• What to work on: In the entries below, tally the lines that contain the string "Uuid", then state that number alone.

(Saved entries)

━━━━━━

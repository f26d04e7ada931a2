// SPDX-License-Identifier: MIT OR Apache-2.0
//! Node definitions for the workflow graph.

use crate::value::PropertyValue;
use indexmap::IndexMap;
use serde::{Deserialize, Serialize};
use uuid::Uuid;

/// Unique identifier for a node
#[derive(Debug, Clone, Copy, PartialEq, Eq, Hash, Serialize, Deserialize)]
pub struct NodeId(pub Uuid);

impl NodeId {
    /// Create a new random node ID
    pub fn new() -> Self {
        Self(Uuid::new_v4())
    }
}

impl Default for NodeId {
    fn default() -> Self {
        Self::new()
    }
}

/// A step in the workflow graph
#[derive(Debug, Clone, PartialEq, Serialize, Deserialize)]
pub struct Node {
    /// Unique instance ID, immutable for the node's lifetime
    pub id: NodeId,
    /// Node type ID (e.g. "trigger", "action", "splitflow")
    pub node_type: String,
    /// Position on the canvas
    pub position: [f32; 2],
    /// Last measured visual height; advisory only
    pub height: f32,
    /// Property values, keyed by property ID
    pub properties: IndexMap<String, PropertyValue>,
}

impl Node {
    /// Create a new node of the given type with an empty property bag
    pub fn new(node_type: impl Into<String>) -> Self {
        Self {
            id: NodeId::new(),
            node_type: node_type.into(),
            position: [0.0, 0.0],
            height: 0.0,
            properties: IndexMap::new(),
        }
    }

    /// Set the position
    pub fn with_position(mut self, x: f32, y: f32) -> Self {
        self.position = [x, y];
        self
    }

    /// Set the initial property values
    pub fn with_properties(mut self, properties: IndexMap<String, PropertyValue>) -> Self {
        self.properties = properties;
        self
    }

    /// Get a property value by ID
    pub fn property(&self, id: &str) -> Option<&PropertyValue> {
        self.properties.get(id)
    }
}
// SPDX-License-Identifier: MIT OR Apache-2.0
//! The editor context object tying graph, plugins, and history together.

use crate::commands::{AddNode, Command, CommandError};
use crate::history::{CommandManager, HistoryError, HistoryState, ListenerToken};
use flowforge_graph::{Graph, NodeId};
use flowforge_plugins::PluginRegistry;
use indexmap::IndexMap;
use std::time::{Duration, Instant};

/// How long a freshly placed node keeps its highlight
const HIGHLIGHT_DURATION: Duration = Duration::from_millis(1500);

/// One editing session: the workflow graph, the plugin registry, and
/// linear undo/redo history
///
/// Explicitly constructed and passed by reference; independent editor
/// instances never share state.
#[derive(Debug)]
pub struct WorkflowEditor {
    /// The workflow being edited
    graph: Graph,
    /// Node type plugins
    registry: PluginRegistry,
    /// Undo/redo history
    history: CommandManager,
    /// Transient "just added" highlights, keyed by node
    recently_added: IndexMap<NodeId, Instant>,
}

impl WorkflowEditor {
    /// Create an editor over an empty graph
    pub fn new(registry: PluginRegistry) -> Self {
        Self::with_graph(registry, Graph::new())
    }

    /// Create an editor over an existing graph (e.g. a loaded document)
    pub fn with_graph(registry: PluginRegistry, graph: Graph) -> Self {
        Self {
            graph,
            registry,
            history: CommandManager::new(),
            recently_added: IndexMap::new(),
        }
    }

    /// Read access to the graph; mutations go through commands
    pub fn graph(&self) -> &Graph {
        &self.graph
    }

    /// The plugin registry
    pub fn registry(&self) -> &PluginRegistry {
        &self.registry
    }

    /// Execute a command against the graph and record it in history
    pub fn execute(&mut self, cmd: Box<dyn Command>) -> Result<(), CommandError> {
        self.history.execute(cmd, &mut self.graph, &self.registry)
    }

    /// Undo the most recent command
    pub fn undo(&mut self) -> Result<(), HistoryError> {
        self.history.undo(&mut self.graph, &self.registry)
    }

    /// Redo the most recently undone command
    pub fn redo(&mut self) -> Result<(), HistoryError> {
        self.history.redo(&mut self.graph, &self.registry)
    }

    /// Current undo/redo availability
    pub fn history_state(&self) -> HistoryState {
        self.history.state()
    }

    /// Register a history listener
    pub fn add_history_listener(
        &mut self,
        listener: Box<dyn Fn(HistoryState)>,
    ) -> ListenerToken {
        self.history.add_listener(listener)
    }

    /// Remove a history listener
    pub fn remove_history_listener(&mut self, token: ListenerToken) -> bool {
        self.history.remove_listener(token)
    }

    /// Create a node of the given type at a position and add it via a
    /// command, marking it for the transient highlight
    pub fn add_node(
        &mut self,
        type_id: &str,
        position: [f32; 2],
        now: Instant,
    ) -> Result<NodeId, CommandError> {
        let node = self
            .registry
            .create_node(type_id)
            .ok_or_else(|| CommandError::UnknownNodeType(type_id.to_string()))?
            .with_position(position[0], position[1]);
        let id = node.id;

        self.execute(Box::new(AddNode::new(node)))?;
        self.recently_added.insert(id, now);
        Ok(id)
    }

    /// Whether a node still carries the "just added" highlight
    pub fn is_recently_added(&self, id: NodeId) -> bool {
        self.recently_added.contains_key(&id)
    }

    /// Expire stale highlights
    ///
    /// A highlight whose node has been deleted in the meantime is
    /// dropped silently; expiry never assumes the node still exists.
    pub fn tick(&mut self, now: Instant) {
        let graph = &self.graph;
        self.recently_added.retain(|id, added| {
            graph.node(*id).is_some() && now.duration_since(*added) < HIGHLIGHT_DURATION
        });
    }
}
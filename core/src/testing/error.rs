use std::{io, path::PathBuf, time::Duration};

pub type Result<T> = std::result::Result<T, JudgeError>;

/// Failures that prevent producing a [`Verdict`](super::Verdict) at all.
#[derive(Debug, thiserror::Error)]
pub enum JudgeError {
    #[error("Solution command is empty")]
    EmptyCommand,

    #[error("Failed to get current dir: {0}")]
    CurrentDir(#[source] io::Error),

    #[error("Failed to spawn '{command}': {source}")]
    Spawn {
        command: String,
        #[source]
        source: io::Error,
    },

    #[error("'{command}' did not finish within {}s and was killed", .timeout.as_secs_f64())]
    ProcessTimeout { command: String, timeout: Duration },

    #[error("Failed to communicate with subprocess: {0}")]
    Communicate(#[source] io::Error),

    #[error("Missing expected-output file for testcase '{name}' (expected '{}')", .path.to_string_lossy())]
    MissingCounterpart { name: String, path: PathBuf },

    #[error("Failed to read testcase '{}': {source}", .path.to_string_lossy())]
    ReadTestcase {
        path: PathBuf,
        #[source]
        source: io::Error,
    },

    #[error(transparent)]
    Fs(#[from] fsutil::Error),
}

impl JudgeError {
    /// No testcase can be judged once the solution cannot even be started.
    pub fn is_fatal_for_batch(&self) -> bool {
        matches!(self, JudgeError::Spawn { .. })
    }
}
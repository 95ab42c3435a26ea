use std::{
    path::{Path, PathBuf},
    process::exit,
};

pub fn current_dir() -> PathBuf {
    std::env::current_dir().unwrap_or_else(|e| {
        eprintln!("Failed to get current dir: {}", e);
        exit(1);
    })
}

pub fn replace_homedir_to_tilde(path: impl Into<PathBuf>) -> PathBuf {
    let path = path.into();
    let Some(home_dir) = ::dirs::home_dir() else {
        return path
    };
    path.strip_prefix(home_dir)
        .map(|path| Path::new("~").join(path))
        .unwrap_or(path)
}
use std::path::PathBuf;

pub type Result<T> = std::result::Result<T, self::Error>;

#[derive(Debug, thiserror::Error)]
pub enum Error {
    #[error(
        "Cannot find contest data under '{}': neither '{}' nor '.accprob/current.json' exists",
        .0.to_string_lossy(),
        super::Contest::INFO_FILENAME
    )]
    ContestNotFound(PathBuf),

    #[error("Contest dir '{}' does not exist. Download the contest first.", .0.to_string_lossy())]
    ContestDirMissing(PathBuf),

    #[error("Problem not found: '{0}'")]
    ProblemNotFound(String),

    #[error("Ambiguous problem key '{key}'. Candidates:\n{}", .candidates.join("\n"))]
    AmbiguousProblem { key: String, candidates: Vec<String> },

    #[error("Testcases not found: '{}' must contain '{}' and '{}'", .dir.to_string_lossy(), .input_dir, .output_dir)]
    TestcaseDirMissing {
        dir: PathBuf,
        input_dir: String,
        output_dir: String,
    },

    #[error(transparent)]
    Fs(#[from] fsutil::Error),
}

━━━━━━

• Expected output: 3